Extracted records
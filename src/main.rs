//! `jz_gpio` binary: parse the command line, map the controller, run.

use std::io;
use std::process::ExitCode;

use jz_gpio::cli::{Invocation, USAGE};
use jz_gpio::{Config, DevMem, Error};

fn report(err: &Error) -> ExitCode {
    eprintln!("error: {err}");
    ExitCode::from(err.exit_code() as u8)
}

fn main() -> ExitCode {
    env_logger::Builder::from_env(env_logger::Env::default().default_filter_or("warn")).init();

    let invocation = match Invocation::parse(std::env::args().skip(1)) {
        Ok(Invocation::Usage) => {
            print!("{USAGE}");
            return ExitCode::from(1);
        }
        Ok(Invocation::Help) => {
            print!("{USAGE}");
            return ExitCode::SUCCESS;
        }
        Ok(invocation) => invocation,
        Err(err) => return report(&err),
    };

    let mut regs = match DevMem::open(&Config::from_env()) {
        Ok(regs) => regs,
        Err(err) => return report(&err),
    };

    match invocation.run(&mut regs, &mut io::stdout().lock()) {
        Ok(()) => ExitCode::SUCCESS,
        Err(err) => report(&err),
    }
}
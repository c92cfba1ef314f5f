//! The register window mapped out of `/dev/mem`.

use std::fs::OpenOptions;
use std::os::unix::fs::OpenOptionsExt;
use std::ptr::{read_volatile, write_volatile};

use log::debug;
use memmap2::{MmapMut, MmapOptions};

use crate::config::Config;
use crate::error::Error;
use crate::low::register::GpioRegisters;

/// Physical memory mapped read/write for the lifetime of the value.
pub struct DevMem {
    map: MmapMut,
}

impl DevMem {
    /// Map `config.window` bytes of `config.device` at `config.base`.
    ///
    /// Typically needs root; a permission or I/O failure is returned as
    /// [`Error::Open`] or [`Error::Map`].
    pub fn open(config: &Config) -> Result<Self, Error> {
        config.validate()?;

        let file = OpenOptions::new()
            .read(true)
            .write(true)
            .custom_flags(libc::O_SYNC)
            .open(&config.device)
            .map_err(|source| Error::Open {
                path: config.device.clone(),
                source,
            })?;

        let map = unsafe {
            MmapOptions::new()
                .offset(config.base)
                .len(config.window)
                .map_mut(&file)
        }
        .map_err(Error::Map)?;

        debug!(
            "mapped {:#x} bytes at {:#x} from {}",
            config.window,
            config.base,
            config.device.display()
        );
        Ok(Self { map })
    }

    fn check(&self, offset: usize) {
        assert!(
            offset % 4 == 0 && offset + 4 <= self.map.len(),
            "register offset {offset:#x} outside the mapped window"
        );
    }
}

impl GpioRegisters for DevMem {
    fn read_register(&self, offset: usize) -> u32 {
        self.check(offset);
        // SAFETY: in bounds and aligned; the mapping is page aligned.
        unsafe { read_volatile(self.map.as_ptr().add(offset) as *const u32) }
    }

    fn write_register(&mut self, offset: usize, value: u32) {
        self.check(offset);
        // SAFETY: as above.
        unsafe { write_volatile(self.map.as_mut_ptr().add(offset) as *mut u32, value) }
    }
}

What the exercise asks
Show each line of the material that includes the string "SUCCESS" by copying it.

Exercise output
            return ExitCode::SUCCESS;
        Ok(()) => ExitCode::SUCCESS,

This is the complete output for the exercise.